◆ **DATASET**

//! Static and generated documents served through `resources/read`.

pub mod templates;

use std::{collections::HashMap, sync::Arc};

use anyhow::Result;

use crate::{
    lib::{
        errors::RegistrationError,
        loader::{run_loaders, LoadReport, RegisterFn},
    },
    server::config::Settings,
};

/// Produces the text of a resource on each read.
pub type ResourceReader = Arc<dyn Fn() -> Result<String> + Send + Sync>;

/// Resource registration modules, loaded in order.
pub const RESOURCE_MODULES: &[(&str, RegisterFn<ResourceRegistry>)] =
    &[("templates", templates::register)];

#[derive(Clone)]
pub struct ResourceEntry {
    pub uri: String,
    pub name: String,
    pub description: String,
    pub mime_type: String,
    reader: ResourceReader,
}

impl ResourceEntry {
    pub fn new<F>(uri: impl Into<String>, name: impl Into<String>, reader: F) -> Self
    where
        F: Fn() -> Result<String> + Send + Sync + 'static,
    {
        Self {
            uri: uri.into(),
            name: name.into(),
            description: String::new(),
            mime_type: "text/plain".to_string(),
            reader: Arc::new(reader),
        }
    }

    /// Entry whose text never changes.
    pub fn fixed(uri: impl Into<String>, name: impl Into<String>, text: &'static str) -> Self {
        Self::new(uri, name, move || Ok(text.to_string()))
    }

    pub fn description(mut self, description: impl Into<String>) -> Self {
        self.description = description.into();
        self
    }

    pub fn mime_type(mut self, mime_type: impl Into<String>) -> Self {
        self.mime_type = mime_type.into();
        self
    }
}

impl std::fmt::Debug for ResourceEntry {
    fn fmt(&self, f: &mut std::fmt::Formatter<'_>) -> std::fmt::Result {
        f.debug_struct("ResourceEntry")
            .field("uri", &self.uri)
            .field("name", &self.name)
            .field("mime_type", &self.mime_type)
            .finish_non_exhaustive()
    }
}

#[derive(Default)]
pub struct ResourceRegistry {
    entries: Vec<ResourceEntry>,
    index: HashMap<String, usize>,
}

impl ResourceRegistry {
    pub fn new() -> Self {
        Self::default()
    }

    pub fn register(&mut self, entry: ResourceEntry) -> Result<(), RegistrationError> {
        let reason = match entry.uri.split_once("://") {
            None => Some("must have the form scheme://path"),
            Some((scheme, path)) if scheme.is_empty() || path.is_empty() => {
                Some("scheme and path must not be empty")
            }
            Some(_) => None,
        };
        if let Some(reason) = reason {
            return Err(RegistrationError::InvalidName {
                name: entry.uri,
                reason,
            });
        }
        if self.index.contains_key(&entry.uri) {
            return Err(RegistrationError::Duplicate { name: entry.uri });
        }
        self.index.insert(entry.uri.clone(), self.entries.len());
        self.entries.push(entry);
        Ok(())
    }

    /// Text of the resource at `uri`; `None` when nothing is registered there.
    pub fn read(&self, uri: &str) -> Option<Result<String>> {
        let entry = self.get(uri)?;
        Some((entry.reader)())
    }

    pub fn get(&self, uri: &str) -> Option<&ResourceEntry> {
        self.index.get(uri).map(|&idx| &self.entries[idx])
    }

    pub fn list(&self) -> &[ResourceEntry] {
        &self.entries
    }

    pub fn len(&self) -> usize {
        self.entries.len()
    }

    pub fn is_empty(&self) -> bool {
        self.entries.is_empty()
    }
}

/// Register every resource module; failing modules are logged and skipped.
pub fn load_resources(registry: &mut ResourceRegistry, settings: &Settings) -> LoadReport {
    run_loaders("resources", registry, settings, RESOURCE_MODULES)
}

◆ **EXERCISE PROMPT**
Taking the entries above, write out exactly the lines starting with the line containing "Some((scheme, path)) if" and going on through the line containing "if let Some(reason)", both included, and nothing else.

◆ **TASK SOLUTION**
            Some((scheme, path)) if scheme.is_empty() || path.is_empty() => {
                Some("scheme and path must not be empty")
            }
            Some(_) => None,
        };
        if let Some(reason) = reason {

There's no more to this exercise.